• il y a 6 ans
Jeudi 15 mars 2018 - 18h30

L’Europe, mais aussi au-delà, voit chaque jour davantage éclore de nouveaux projets de reconstruction "à l'identique" de monuments disparus.
Venue de l'Est, cette vague atteint aujourd'hui le cœur même de notre culture, comme une sorte de carmagnole menaçante aux grilles des fleurons insignes du patrimoine national : portée en effet par une demande locale et promue par des pouvoirs décentralisés, elle est le plus souvent soutenue par un mécénat d'entreprise ou participatif. Elle prend ce faisant à revers le bastionnement théorique et l’arsenal doctrinal de garants institutionnels et défenseurs scientifiques d'un patrimoine qui croyaient pouvoir pourtant tenir fermement la place.
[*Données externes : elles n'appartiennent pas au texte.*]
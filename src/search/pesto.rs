//! Tapered material and piece-square tables (PeSTO), opening ("mg") and
//! endgame ("eg") sets per piece. Indexed a8=0 .. h1=63, matching
//! [`crate::square::Square`] directly — White reads the table as-is,
//! Black reads through [`super::eval::mirror_vert`].

pub const PAWN_VAL: (i32, i32) = (82, 94);
pub const KNIGHT_VAL: (i32, i32) = (337, 281);
pub const BISHOP_VAL: (i32, i32) = (365, 297);
pub const ROOK_VAL: (i32, i32) = (477, 512);
pub const QUEEN_VAL: (i32, i32) = (1025, 936);
pub const KING_VAL: (i32, i32) = (0, 0);

#[rustfmt::skip]
const MG_PAWN: [i32; 64] = [
      0,   0,   0,   0,   0,   0,  0,   0,
     98, 134,  61,  95,  68, 126, 34, -11,
     -6,   7,  26,  31,  65,  56, 25, -20,
    -14,  13,   6,  21,  23,  12, 17, -23,
    -27,  -2,  -5,  12,  17,   6, 10, -25,
    -26,  -4,  -4, -10,   3,   3, 33, -12,
    -35,  -1, -20, -23, -15,  24, 38, -22,
      0,   0,   0,   0,   0,   0,  0,   0,
];

#[rustfmt::skip]
const EG_PAWN: [i32; 64] = [
      0,   0,   0,   0,   0,   0,   0,   0,
    178, 173, 158, 134, 147, 132, 165, 187,
     94, 100,  85,  67,  56,  53,  82,  84,
     32,  24,  13,   5,  -2,   4,  17,  17,
     13,   9,  -3,  -7,  -7,  -8,   3,  -1,
      4,   7,  -6,   1,   0,  -5,  -1,  -8,
     13,   8,   8,  10,  13,   0,   2,  -7,
      0,   0,   0,   0,   0,   0,   0,   0,
];

#[rustfmt::skip]
const MG_KNIGHT: [i32; 64] = [
    -167, -89, -34, -49,  61, -97, -15, -107,
     -73, -41,  72,  36,  23,  62,   7,  -17,
     -47,  60,  37,  65,  84, 129,  73,   44,
      -9,  17,  19,  53,  37,  69,  18,   22,
     -13,   4,  16,  13,  28,  19,  21,   -8,
     -23,  -9,  12,  10,  19,  17,  25,  -16,
     -29, -53, -12,  -3,  -1,  18, -14,  -19,
    -105, -21, -58, -33, -17, -28, -19,  -23,
];

#[rustfmt::skip]
const EG_KNIGHT: [i32; 64] = [
    -58, -38, -13, -28, -31, -27, -63, -99,
    -25,  -8, -25,  -2,  -9, -25, -24, -52,
    -24, -20,  10,   9,  -1,  -9, -19, -41,
    -17,   3,  22,  22,  22,  11,   8, -18,
    -18,  -6,  16,  25,  16,  17,   4, -18,
    -23,  -3,  -1,  15,  10,  -3, -20, -22,
    -42, -20, -10,  -5,  -2, -20, -23, -44,
    -29, -51, -23, -15, -22, -18, -50, -64,
];

#[rustfmt::skip]
const MG_BISHOP: [i32; 64] = [
    -29,   4, -82, -37, -25, -42,   7,  -8,
    -26,  16, -18, -13,  30,  59,  18, -47,
    -16,  37,  43,  40,  35,  50,  37,  -2,
     -4,   5,  19,  50,  37,  37,   7,  -2,
     -6,  13,  13,  26,  34,  12,  10,   4,
      0,  15,  15,  15,  14,  27,  18,  10,
      4,  15,  16,   0,   7,  21,  33,   1,
    -33,  -3, -14, -21, -13, -12, -39, -21,
];

#[rustfmt::skip]
const EG_BISHOP: [i32; 64] = [
    -14, -21, -11,  -8,  -7,  -9, -17, -24,
     -8,  -4,   7, -12,  -3, -13,  -4, -14,
      2,  -8,   0,  -1,  -2,   6,   0,   4,
     -3,   9,  12,   9,  14,  10,   3,   2,
     -6,   3,  13,  19,   7,  10,  -3,  -9,
    -12,  -3,   8,  10,  13,   3,  -7, -15,
    -14, -18,  -7,  -1,   4,  -9, -15, -27,
    -23,  -9, -23,  -5,  -9, -16,  -5, -17,
];

#[rustfmt::skip]
const MG_ROOK: [i32; 64] = [
     32,  42,  32,  51,  63,  9,  31,  43,
     27,  32,  58,  62,  80, 67,  26,  44,
     -5,  19,  26,  36,  17, 45,  61,  16,
    -24, -11,   7,  26,  24, 35,  -8, -20,
    -36, -26, -12,  -1,   9, -7,   6, -23,
    -45, -25, -16, -17,   3,  0,  -5, -33,
    -44, -16, -20,  -9,  -1, 11,  -6, -71,
    -19, -13,   1,  17,  16,  7, -37, -26,
];

#[rustfmt::skip]
const EG_ROOK: [i32; 64] = [
    13, 10, 18, 15, 12,  12,   8,   5,
    11, 13, 13, 11, -3,   3,   8,   3,
     7,  7,  7,  5,  4,  -3,  -5,  -3,
     4,  3, 13,  1,  2,   1,  -1,   2,
     3,  5,  8,  4, -5,  -6,  -8, -11,
    -4,  0, -5, -1, -7, -12,  -8, -16,
    -6, -6,  0,  2, -9,  -9, -11,  -3,
    -9,  2,  3, -1, -5, -13,   4, -20,
];

#[rustfmt::skip]
const MG_QUEEN: [i32; 64] = [
    -28,   0,  29,  12,  59,  44,  43,  45,
    -24, -39,  -5,   1, -16,  57,  28,  54,
    -13, -17,   7,   8,  29,  56,  47,  57,
    -27, -27, -16, -16,  -1,  17,  -2,   1,
     -9, -26,  -9, -10,  -2,  -4,   3,  -3,
    -14,   2, -11,  -2,  -5,   2,  14,   5,
    -35,  -8,  11,   2,   8,  15,  -3,   1,
     -1, -18,  -9,  10, -15, -25, -31, -50,
];

#[rustfmt::skip]
const EG_QUEEN: [i32; 64] = [
     -9,  22,  22,  27,  27,  19,  10,  20,
    -17,  20,  32,  41,  58,  25,  30,   0,
    -20,   6,   9,  49,  47,  35,  19,   9,
      3,  22,  24,  45,  57,  40,  57,  36,
    -18,  28,  19,  47,  31,  34,  39,  23,
    -16, -27,  15,   6,   9,  17,  10,   5,
    -22, -23, -30, -16, -16, -23, -36, -32,
    -33, -28, -22, -43,  -5, -32, -20, -41,
];

#[rustfmt::skip]
const MG_KING: [i32; 64] = [
    -65,  23,  16, -15, -56, -34,   2,  13,
     29,  -1, -20,  -7,  -8,  -4, -38, -29,
     -9,  24,   2, -16, -20,   6,  22, -22,
    -17, -20, -12, -27, -30, -25, -14, -36,
    -49,  -1, -27, -39, -46, -44, -33, -51,
    -14, -14, -22, -46, -44, -30, -15, -27,
      1,   7,  -8, -64, -43, -16,   9,   8,
    -15,  36,  12, -54,   8, -28,  24,  14,
];

#[rustfmt::skip]
const EG_KING: [i32; 64] = [
    -74, -35, -18, -18, -11,  15,   4, -17,
    -12,  17,  14,  17,  17,  38,  23,  11,
     10,  17,  23,  15,  20,  45,  44,  13,
     -8,  22,  24,  27,  26,  33,  26,   3,
    -18,  -4,  21,  24,  27,  23,   9, -11,
    -19,  -3,  11,  21,  23,  16,   7,  -9,
    -27, -11,   4,  13,  14,   4,  -5, -17,
    -53, -34, -21, -11, -28, -14, -24, -43,
];

pub const PAWN_TABLE: (&[i32; 64], &[i32; 64]) = (&MG_PAWN, &EG_PAWN);
pub const KNIGHT_TABLE: (&[i32; 64], &[i32; 64]) = (&MG_KNIGHT, &EG_KNIGHT);
pub const BISHOP_TABLE: (&[i32; 64], &[i32; 64]) = (&MG_BISHOP, &EG_BISHOP);
pub const ROOK_TABLE: (&[i32; 64], &[i32; 64]) = (&MG_ROOK, &EG_ROOK);
pub const QUEEN_TABLE: (&[i32; 64], &[i32; 64]) = (&MG_QUEEN, &EG_QUEEN);
pub const KING_TABLE: (&[i32; 64], &[i32; 64]) = (&MG_KING, &EG_KING);
use super::fen_tables::{CHAR_TO_PC, PC_TO_CHAR};
use super::{CASTLE_BK, CASTLE_BQ, CASTLE_WK, CASTLE_WQ, Color};
use crate::error::EngineError;
use crate::square::Square;

use super::Board;

impl Board {
    /// Loads a FEN string into `self`, replacing all prior state.
    pub fn set_fen(&mut self, fen: &str) -> Result<(), EngineError> {
        let mut fields = fen.split_whitespace();

        let placement = fields
            .next()
            .ok_or_else(|| EngineError::InvalidFen(fen.to_string()))?;

        let mut board = Board::new_empty();
        board.piece_bb = [[0u64; 6]; 2];
        board.occ_white = 0;
        board.occ_black = 0;
        board.occ_all = 0;
        board.piece_on_sq = [super::EMPTY_SQ; 64];

        let mut rank = 0usize;
        let mut file = 0usize;
        for c in placement.chars() {
            match c {
                '/' => {
                    if file != 8 {
                        return Err(EngineError::InvalidFen(fen.to_string()));
                    }
                    rank += 1;
                    file = 0;
                }
                '1'..='8' => {
                    let skip = c.to_digit(10).unwrap() as usize;
                    file += skip;
                }
                _ => {
                    let (piece, color) = CHAR_TO_PC[c as usize]
                        .ok_or_else(|| EngineError::InvalidFen(fen.to_string()))?;
                    if rank >= 8 || file >= 8 {
                        return Err(EngineError::InvalidFen(fen.to_string()));
                    }
                    let sq = Square::from_index((rank * 8 + file) as u8);
                    let bb = board.bb(color, piece) | sq.bit();
                    board.piece_bb[color as usize][piece as usize] = bb;
                    board.place_piece_at_sq(color, piece, sq);
                    file += 1;
                }
            }
        }
        board.occ_white = board.piece_bb[Color::White as usize].iter().fold(0, |a, b| a | b);
        board.occ_black = board.piece_bb[Color::Black as usize].iter().fold(0, |a, b| a | b);
        board.occ_all = board.occ_white | board.occ_black;

        let side = fields
            .next()
            .ok_or_else(|| EngineError::InvalidFen(fen.to_string()))?;
        board.side_to_move = match side {
            "w" => Color::White,
            "b" => Color::Black,
            _ => return Err(EngineError::InvalidFen(fen.to_string())),
        };

        let castling = fields
            .next()
            .ok_or_else(|| EngineError::InvalidFen(fen.to_string()))?;
        board.castling_rights = 0;
        if castling != "-" {
            for c in castling.chars() {
                match c {
                    'K' => board.castling_rights |= CASTLE_WK,
                    'Q' => board.castling_rights |= CASTLE_WQ,
                    'k' => board.castling_rights |= CASTLE_BK,
                    'q' => board.castling_rights |= CASTLE_BQ,
                    _ => return Err(EngineError::InvalidFen(fen.to_string())),
                }
            }
        }

        let ep = fields
            .next()
            .ok_or_else(|| EngineError::InvalidFen(fen.to_string()))?;
        board.en_passant = if ep == "-" {
            None
        } else {
            let bytes = ep.as_bytes();
            if bytes.len() != 2 {
                return Err(EngineError::InvalidFen(fen.to_string()));
            }
            let file = bytes[0].wrapping_sub(b'a');
            let rank_char = bytes[1];
            if !(b'1'..=b'8').contains(&rank_char) || file >= 8 {
                return Err(EngineError::InvalidFen(fen.to_string()));
            }
            let rank = 8 - (rank_char - b'0');
            Some(Square::from_index(rank * 8 + file))
        };

        board.halfmove_clock = fields.next().and_then(|s| s.parse().ok()).unwrap_or(0);
        board.fullmove_number = fields.next().and_then(|s| s.parse().ok()).unwrap_or(1);

        board.history.clear();
        board.refresh_zobrist();

        *self = board;
        Ok(())
    }

    /// Serializes the current position to FEN.
    pub fn to_fen(&self) -> String {
        let mut s = String::with_capacity(64);

        for rank in 0..8 {
            let mut empty_run = 0;
            for file in 0..8 {
                let sq = Square::from_index((rank * 8 + file) as u8);
                match self.piece_at(sq) {
                    Some((color, piece)) => {
                        if empty_run > 0 {
                            s.push((b'0' + empty_run) as char);
                            empty_run = 0;
                        }
                        let idx = (color as usize) * 6 + (piece as usize);
                        s.push(PC_TO_CHAR[idx]);
                    }
                    None => empty_run += 1,
                }
            }
            if empty_run > 0 {
                s.push((b'0' + empty_run) as char);
            }
            if rank != 7 {
                s.push('/');
            }
        }

        s.push(' ');
        s.push(match self.side_to_move {
            Color::White => 'w',
            Color::Black => 'b',
        });

        s.push(' ');
        if self.castling_rights == 0 {
            s.push('-');
        } else {
            if self.has_castling(CASTLE_WK) {
                s.push('K');
            }
            if self.has_castling(CASTLE_WQ) {
                s.push('Q');
            }
            if self.has_castling(CASTLE_BK) {
                s.push('k');
            }
            if self.has_castling(CASTLE_BQ) {
                s.push('q');
            }
        }

        s.push(' ');
        match self.en_passant {
            Some(sq) => s.push_str(&sq.to_string()),
            None => s.push('-'),
        }

        s.push(' ');
        s.push_str(&self.halfmove_clock.to_string());
        s.push(' ');
        s.push_str(&self.fullmove_number.to_string());

        s
    }
}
De telles pratiques ont pourtant toujours existé. Elles étaient parfois simplement tolérées, notamment comme réponse aux émotions identitaires et patrimoniales consécutives aux conflits destructeurs et cataclysmes du siècle dernier.

Mais quel sens peuvent-elles bien avoir 10, 50, jusqu’à 100 ans plus tard? Qui peut encore penser qu'il pourrait exister une péremption de la mémoire? Que le temps délégitimerait cette demande sociale, alors que des exemples majeurs de reconstruction comme Dresde et Berlin, inconcevables il y a 30 ans, nous démontrent exactement le contraire? Comment ne pas voir enfin que de tels projets peuvent concerner des œuvres autrefois disparues du seul fait de la perte d'usage et d'entretien, de l'impéritie ou de l'évolution du goût? Peut-on restituer ces œuvres, comme à Versailles où Saint-Denis ? ‎

A l'heure des Lascaux 1,2,3,4, ou des projets pour Palmyre, le monument est-il une relique ou une réplique? Faut-il dénoncer la réalisation d’opérations décadentes, l’émergence de nouvelles "contre-cultures"?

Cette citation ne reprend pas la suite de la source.